In 1976, he married Beatrice (Edey) Hicks, who had summered on the Island since childhood. After taking a course on building your own home, together with their five children they designed and built a vacation house in West Tisbury, and then created a lovely pond by the house. Patrick and Bea also made many trips back to Africa, partly to visit family (the disintegration of Zimbabwe under its abusive dictatorship was a constant source of distress) and also to explore. Their most notable camping trip, lasting six months, took place in 1990, when with three of their recently graduated children, they drove two small land rovers from Morocco to Zimbabwe. It was a trip rich in adventure, challenge, beauty, human interaction, occasional discomfort, and mysterious encounters with local officials and red tape. Such a journey would be impossible today, as parts of the route, such as Congo, are unsafe.
After his cancer was diagnosed in 2000, Bea and Patrick moved to West Tisbury full-time. A large group of family and friends around the world organized itself to visualize the shrinkage of Patrick’s tumors at a set time every day. He had always been a scientific and skeptical man, but he enjoyed and appreciated this project, which lasted over a year, and he felt that it may well have delayed the tumor growth, if only because of the overwhelming feeling it gave him of being loved and supported. He did survive years longer than initially predicted.
In recent years, Patrick served on the West Tisbury Conservation Commission, where his sharp mind and hard work were much appreciated. His love of roads continued. He volunteered to become road commissioner of the Obed Daggett Road Association and take care of it himself. He bought a little tractor and maintained the road in better condition than ever before.
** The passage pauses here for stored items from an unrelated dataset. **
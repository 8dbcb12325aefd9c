//! Configuration type definitions
//!
//! Every recognized key is a field here. Missing keys fall back to the
//! documented defaults; nothing downstream reads keys that are not listed.

use serde::{Deserialize, Serialize};

/// Default `working_dir`
pub const DEFAULT_WORKING_DIR: &str = ".agent/breakdown";
/// Default `resource_dir`
pub const DEFAULT_RESOURCE_DIR: &str = ".agent/breakdown/resources";
/// Default `app_prompt.base_dir`
pub const DEFAULT_PROMPT_BASE_DIR: &str = "prompts";
/// Default `app_schema.base_dir`
pub const DEFAULT_SCHEMA_BASE_DIR: &str = "schema";

/// A section holding a single `base_dir` key
#[derive(Debug, Clone, Default, PartialEq, Eq, Serialize, Deserialize)]
pub struct BaseDirConfig {
    #[serde(default, skip_serializing_if = "Option::is_none")]
    pub base_dir: Option<String>,
}

impl BaseDirConfig {
    pub fn new(base_dir: impl Into<String>) -> Self {
        Self {
            base_dir: Some(base_dir.into()),
        }
    }

    /// Configured base dir, ignoring blank values
    pub fn get(&self) -> Option<&str> {
        non_blank(self.base_dir.as_deref())
    }

    fn merge(self, overlay: Self) -> Self {
        Self {
            base_dir: overlay.base_dir.or(self.base_dir),
        }
    }
}

/// `params.two.<kind>` section
#[derive(Debug, Clone, Default, PartialEq, Eq, Serialize, Deserialize)]
pub struct PatternConfig {
    #[serde(default, skip_serializing_if = "Option::is_none")]
    pub pattern: Option<String>,
}

impl PatternConfig {
    pub fn new(pattern: impl Into<String>) -> Self {
        Self {
            pattern: Some(pattern.into()),
        }
    }
}

/// Validation patterns for the two positional parameters
#[derive(Debug, Clone, Default, PartialEq, Eq, Serialize, Deserialize)]
pub struct TwoParamsConfig {
    #[serde(default)]
    pub directive_type: PatternConfig,

    #[serde(default)]
    pub layer_type: PatternConfig,
}

#[derive(Debug, Clone, Default, PartialEq, Eq, Serialize, Deserialize)]
pub struct ParamsConfig {
    #[serde(default)]
    pub two: TwoParamsConfig,
}

/// Merged configuration for one profile
#[derive(Debug, Clone, Default, PartialEq, Eq, Serialize, Deserialize)]
pub struct Config {
    #[serde(default, skip_serializing_if = "Option::is_none")]
    pub working_dir: Option<String>,

    #[serde(default, skip_serializing_if = "Option::is_none")]
    pub resource_dir: Option<String>,

    #[serde(default)]
    pub app_prompt: BaseDirConfig,

    #[serde(default)]
    pub app_schema: BaseDirConfig,

    #[serde(default)]
    pub app_output: BaseDirConfig,

    #[serde(default)]
    pub params: ParamsConfig,
}

impl Config {
    /// Config with only the validation patterns set
    pub fn with_patterns(directive: impl Into<String>, layer: impl Into<String>) -> Self {
        Self {
            params: ParamsConfig {
                two: TwoParamsConfig {
                    directive_type: PatternConfig::new(directive),
                    layer_type: PatternConfig::new(layer),
                },
            },
            ..Self::default()
        }
    }

    pub fn working_dir(&self) -> &str {
        non_blank(self.working_dir.as_deref()).unwrap_or(DEFAULT_WORKING_DIR)
    }

    pub fn resource_dir(&self) -> &str {
        non_blank(self.resource_dir.as_deref()).unwrap_or(DEFAULT_RESOURCE_DIR)
    }

    pub fn prompt_base_dir(&self) -> &str {
        self.app_prompt.get().unwrap_or(DEFAULT_PROMPT_BASE_DIR)
    }

    pub fn schema_base_dir(&self) -> &str {
        self.app_schema.get().unwrap_or(DEFAULT_SCHEMA_BASE_DIR)
    }

    /// Output base dir; `None` means the current working directory
    pub fn output_base_dir(&self) -> Option<&str> {
        self.app_output.get()
    }

    pub fn directive_pattern(&self) -> Option<&str> {
        self.params.two.directive_type.pattern.as_deref()
    }

    pub fn layer_pattern(&self) -> Option<&str> {
        self.params.two.layer_type.pattern.as_deref()
    }

    /// Overlay `overlay` on top of `self`, key by key
    pub fn merge(self, overlay: Config) -> Config {
        Config {
            working_dir: overlay.working_dir.or(self.working_dir),
            resource_dir: overlay.resource_dir.or(self.resource_dir),
            app_prompt: self.app_prompt.merge(overlay.app_prompt),
            app_schema: self.app_schema.merge(overlay.app_schema),
            app_output: self.app_output.merge(overlay.app_output),
            params: ParamsConfig {
                two: TwoParamsConfig {
                    directive_type: PatternConfig {
                        pattern: overlay
                            .params
                            .two
                            .directive_type
                            .pattern
                            .or(self.params.two.directive_type.pattern),
                    },
                    layer_type: PatternConfig {
                        pattern: overlay
                            .params
                            .two
                            .layer_type
                            .pattern
                            .or(self.params.two.layer_type.pattern),
                    },
                },
            },
        }
    }
}

fn non_blank(value: Option<&str>) -> Option<&str> {
    value.filter(|v| !v.trim().is_empty())
}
His retirement also gave him time for art. He learned metal work and became an avid sculptor, with a smithy behind the house and a studio off-Island. He had always been a prolific doodler; his doodles were geometrical forms integrating both angles and curves, implying infinities with spirals. Among his major works is a huge metal doodle hanging in the front hall of the house.
In addition to his wife and children, survivors include his stepchildren, Catherine Hicks and David Hicks; his mother, Margaret Tredgold; his sister and brother-in-law, Shirley and John Clatworthy; his brother and sister-in-law Stephen and Stephanie Phear; and many nieces and nephews.
A memorial service will be held at 2:30 p.m. Saturday, March 3rd at the First Congregational Church of West Tisbury. In lieu of flowers, contributions in Patrick’s memory may be made to The Vineyard Energy Project.